Input data:
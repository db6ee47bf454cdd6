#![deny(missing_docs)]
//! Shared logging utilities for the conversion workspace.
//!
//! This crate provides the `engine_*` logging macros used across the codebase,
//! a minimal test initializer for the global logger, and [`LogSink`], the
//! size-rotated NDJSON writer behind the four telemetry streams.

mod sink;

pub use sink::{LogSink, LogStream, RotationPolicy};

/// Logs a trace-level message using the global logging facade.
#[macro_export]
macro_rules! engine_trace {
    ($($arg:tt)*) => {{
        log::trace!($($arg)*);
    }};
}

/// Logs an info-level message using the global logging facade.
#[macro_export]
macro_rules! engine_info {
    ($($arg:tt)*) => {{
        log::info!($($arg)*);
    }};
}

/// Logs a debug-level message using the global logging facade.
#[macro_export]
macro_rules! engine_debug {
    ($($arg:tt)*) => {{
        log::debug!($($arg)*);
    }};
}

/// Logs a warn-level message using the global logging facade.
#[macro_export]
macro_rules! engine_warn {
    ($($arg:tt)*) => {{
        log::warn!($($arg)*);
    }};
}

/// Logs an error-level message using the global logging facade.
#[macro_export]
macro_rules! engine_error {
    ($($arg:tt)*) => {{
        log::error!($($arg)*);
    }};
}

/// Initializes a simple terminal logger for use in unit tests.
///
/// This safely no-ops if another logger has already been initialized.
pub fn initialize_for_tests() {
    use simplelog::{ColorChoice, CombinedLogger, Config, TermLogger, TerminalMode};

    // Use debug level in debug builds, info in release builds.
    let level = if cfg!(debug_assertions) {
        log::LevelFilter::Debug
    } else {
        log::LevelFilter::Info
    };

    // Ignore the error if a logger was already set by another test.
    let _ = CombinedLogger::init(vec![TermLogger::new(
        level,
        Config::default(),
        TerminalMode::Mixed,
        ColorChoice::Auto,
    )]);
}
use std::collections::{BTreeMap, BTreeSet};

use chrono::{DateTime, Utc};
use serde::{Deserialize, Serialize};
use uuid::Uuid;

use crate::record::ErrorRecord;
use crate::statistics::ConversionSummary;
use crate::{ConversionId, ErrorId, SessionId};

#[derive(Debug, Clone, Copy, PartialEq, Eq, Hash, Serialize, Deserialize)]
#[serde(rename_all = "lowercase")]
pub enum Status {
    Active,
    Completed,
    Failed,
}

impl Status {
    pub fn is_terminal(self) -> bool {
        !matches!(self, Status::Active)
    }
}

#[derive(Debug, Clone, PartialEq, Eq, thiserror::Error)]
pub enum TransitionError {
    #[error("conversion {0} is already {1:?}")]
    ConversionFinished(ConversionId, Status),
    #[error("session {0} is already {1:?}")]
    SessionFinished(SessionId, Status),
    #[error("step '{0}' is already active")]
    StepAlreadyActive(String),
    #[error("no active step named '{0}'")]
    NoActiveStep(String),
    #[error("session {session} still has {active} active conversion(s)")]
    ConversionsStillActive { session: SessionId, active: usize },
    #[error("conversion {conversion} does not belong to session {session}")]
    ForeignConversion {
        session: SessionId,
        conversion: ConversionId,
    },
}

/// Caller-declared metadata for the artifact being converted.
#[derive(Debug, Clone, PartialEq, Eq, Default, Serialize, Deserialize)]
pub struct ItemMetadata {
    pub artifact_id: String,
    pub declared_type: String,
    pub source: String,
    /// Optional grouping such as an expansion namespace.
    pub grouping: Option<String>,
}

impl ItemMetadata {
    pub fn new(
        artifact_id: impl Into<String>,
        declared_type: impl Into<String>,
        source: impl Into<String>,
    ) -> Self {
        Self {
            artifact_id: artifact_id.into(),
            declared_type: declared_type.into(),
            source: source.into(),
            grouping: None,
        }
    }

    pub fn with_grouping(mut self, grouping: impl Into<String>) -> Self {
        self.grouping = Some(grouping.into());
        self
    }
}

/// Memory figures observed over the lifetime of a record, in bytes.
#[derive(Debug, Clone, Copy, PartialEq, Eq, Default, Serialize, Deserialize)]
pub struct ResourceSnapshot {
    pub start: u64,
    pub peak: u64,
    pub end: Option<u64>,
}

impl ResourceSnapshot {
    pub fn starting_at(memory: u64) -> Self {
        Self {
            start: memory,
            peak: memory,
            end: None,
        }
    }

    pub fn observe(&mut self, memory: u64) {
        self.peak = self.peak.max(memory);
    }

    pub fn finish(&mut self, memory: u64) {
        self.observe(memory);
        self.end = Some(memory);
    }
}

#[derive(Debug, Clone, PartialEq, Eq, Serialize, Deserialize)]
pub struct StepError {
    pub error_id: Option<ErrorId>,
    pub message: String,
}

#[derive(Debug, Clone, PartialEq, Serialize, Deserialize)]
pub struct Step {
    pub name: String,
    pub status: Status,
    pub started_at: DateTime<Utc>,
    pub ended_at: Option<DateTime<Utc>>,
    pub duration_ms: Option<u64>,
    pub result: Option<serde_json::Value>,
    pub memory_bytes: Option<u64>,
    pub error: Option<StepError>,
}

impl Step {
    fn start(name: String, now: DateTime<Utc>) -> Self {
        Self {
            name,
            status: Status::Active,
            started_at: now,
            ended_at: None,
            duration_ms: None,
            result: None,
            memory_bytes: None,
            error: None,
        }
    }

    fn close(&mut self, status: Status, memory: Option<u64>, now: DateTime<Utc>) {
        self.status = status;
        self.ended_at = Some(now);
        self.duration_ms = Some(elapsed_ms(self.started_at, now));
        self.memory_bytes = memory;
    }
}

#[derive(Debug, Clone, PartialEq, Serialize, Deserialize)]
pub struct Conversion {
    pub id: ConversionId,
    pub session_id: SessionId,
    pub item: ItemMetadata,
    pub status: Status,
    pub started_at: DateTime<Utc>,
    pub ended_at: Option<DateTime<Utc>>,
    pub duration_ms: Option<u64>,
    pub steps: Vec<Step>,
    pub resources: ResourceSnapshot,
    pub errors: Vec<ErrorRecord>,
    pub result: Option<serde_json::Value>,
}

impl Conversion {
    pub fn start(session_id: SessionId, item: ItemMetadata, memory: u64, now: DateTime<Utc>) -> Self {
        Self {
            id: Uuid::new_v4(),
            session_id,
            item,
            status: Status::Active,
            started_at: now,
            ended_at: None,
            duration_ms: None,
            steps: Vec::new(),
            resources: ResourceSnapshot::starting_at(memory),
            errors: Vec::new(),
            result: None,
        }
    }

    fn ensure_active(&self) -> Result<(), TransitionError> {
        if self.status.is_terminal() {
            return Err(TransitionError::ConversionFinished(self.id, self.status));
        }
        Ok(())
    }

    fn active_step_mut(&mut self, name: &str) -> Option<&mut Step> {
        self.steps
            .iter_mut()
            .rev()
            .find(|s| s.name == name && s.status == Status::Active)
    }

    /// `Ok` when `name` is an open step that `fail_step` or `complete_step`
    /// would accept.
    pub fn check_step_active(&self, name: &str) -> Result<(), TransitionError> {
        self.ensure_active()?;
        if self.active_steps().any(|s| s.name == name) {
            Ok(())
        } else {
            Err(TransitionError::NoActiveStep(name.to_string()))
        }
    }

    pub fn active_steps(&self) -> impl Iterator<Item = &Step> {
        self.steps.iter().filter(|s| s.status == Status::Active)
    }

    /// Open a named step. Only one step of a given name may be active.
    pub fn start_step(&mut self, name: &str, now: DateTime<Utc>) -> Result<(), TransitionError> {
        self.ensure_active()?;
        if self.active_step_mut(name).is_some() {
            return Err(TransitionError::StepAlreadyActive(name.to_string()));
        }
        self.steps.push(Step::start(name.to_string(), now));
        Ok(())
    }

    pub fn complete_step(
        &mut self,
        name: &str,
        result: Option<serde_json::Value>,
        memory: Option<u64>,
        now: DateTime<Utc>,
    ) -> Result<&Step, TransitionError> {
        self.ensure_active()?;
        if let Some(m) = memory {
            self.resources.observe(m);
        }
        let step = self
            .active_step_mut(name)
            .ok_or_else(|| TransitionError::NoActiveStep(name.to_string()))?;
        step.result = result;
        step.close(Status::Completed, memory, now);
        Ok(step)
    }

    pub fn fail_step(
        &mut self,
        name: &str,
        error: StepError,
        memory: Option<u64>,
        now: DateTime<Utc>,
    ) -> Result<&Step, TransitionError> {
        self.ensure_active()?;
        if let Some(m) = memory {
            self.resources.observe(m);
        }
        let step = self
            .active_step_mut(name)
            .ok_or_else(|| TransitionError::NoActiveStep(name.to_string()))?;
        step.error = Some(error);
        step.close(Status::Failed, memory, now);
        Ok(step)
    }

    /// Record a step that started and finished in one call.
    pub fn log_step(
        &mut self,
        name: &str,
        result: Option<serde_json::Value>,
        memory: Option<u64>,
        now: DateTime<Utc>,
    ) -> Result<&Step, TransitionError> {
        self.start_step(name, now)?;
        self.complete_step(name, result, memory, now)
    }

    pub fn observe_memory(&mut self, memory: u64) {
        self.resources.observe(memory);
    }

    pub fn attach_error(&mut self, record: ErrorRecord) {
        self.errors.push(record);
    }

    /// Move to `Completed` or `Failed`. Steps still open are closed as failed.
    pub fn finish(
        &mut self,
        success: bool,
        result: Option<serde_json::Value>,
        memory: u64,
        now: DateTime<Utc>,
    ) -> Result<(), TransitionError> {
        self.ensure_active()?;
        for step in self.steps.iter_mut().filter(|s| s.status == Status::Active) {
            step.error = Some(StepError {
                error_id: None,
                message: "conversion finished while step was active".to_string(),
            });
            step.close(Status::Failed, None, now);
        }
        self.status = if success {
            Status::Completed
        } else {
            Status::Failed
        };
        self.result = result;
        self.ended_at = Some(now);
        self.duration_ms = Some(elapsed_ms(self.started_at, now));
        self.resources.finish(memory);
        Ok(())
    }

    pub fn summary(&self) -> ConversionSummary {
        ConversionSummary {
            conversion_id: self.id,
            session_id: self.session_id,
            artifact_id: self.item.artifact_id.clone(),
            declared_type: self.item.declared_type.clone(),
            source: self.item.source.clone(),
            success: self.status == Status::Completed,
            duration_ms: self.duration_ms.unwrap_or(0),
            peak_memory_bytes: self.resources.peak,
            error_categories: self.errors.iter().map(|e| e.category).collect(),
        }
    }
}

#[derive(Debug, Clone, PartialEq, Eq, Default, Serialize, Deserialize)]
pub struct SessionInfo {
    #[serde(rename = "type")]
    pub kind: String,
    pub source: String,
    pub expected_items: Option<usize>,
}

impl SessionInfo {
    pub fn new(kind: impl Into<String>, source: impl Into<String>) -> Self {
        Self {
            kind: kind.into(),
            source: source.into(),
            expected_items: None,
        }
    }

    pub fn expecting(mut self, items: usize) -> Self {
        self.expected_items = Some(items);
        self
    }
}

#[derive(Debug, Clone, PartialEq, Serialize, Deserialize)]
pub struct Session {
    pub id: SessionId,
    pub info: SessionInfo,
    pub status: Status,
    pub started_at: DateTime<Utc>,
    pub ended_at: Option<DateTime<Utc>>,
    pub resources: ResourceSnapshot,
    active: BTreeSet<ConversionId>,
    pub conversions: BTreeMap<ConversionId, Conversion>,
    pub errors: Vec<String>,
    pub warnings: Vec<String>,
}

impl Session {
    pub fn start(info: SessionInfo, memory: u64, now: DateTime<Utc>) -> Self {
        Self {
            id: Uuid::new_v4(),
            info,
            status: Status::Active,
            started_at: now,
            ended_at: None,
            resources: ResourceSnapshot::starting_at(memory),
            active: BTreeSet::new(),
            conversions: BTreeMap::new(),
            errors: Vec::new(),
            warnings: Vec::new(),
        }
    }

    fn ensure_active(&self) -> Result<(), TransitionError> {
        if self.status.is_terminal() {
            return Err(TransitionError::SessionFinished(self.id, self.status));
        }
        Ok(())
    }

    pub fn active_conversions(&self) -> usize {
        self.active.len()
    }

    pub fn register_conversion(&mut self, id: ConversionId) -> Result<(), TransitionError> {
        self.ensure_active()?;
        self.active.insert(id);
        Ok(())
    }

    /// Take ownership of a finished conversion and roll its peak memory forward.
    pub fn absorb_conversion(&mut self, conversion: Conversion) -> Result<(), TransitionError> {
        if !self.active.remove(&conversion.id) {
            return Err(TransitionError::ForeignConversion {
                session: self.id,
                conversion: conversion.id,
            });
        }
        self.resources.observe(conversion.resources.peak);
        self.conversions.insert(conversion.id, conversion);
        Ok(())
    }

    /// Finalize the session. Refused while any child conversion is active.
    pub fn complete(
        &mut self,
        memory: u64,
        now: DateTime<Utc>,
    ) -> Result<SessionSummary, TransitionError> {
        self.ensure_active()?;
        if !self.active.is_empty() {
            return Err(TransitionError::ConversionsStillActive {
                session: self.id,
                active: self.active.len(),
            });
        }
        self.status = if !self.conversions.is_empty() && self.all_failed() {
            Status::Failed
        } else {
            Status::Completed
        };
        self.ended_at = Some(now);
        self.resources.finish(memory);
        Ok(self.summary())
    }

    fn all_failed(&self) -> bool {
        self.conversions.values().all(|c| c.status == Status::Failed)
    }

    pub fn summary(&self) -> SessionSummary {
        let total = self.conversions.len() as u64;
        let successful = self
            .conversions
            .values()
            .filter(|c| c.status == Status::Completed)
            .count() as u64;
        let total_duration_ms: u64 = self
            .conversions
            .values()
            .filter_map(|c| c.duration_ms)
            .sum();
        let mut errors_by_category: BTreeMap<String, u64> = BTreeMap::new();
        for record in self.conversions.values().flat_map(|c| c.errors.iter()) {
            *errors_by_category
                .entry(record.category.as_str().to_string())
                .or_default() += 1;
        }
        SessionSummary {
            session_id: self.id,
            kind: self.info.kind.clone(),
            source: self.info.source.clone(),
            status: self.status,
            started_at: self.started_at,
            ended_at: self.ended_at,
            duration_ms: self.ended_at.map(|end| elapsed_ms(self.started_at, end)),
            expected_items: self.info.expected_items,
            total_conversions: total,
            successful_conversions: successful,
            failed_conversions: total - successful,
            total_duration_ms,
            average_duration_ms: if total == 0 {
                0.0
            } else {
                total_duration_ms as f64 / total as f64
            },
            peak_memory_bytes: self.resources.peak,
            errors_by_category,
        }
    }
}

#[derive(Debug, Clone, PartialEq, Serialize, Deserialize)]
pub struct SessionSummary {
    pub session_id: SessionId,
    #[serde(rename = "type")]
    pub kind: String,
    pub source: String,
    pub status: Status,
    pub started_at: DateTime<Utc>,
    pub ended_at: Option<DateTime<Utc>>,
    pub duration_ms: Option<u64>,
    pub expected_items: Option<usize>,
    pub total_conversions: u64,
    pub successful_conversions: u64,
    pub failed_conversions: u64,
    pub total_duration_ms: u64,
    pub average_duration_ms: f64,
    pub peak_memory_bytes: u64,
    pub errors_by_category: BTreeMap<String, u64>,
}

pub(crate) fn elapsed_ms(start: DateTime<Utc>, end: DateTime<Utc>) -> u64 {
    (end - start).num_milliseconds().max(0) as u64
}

Work item: Return only the lines of the records in which the string "ColorChoice" appears.

Problem solution:
    use simplelog::{ColorChoice, CombinedLogger, Config, TermLogger, TerminalMode};
        ColorChoice::Auto,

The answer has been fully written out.